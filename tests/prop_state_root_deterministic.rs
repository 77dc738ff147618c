// Copyright (c) 2026 Groupledger
// Licensed under the Apache License, Version 2.0 (the "License");
// you may not use this file except in compliance with the License.
// You may obtain a copy of the License at
//     http://www.apache.org/licenses/LICENSE-2.0
// Unless required by applicable law or agreed to in writing, software
// distributed under the License is distributed on an "AS IS" BASIS,
// WITHOUT WARRANTIES OR CONDITIONS OF ANY KIND, either express or implied.
// See the License for the specific language governing permissions and
// limitations under the License.

#![forbid(unsafe_code)]

use groupledger::core::state::kv::KeyValueState;
use groupledger::core::state::trie;
use proptest::prelude::*;
use std::collections::BTreeMap;

proptest! {
    #[test]
    fn prop_state_root_deterministic(
        kvs in prop::collection::vec((prop::collection::vec(any::<u8>(), 1..16),
                                      prop::collection::vec(any::<u8>(), 0..32)), 1..50)
    ) {
        let mut map: BTreeMap<Vec<u8>, Vec<u8>> = BTreeMap::new();
        for (k, v) in kvs.into_iter() { map.insert(k, v); }

        let mut forward = KeyValueState::empty();
        for (k, v) in map.iter() {
            forward.set_value(k, v).unwrap();
        }
        let mut backward = KeyValueState::empty();
        for (k, v) in map.iter().rev() {
            backward.set_value(k, v).unwrap();
        }

        prop_assert_eq!(forward.root_hash(), backward.root_hash());

        let snap = forward.build_snapshot().unwrap();
        let restored = KeyValueState::from_snapshot(&snap, usize::MAX).unwrap();
        prop_assert_eq!(restored.root_hash(), forward.root_hash());
    }

    #[test]
    fn prop_proofs_answer_like_the_full_trie(
        kvs in prop::collection::vec((prop::collection::vec(any::<u8>(), 1..8),
                                      prop::collection::vec(any::<u8>(), 0..8)), 0..30),
        probe in prop::collection::vec(any::<u8>(), 1..8)
    ) {
        let mut full = KeyValueState::empty();
        for (k, v) in kvs.iter() {
            full.set_value(k, v).unwrap();
        }

        let bytes = full.gen_proof(&[probe.as_slice()]).unwrap();
        let proof = trie::decode_proof(&bytes, usize::MAX).unwrap();
        let mut light = KeyValueState::from_root_hash(full.root_hash());
        light.merge_proof(&proof).unwrap();

        prop_assert_eq!(light.get_value(&probe).unwrap(), full.get_value(&probe).unwrap());
        prop_assert_eq!(light.root_hash(), full.root_hash());
    }
}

● **EXERCISE GOAL**:
Only a number is wanted here: how many lines of the material hold the word "bytes".

● **ANSWER SPACE**:
2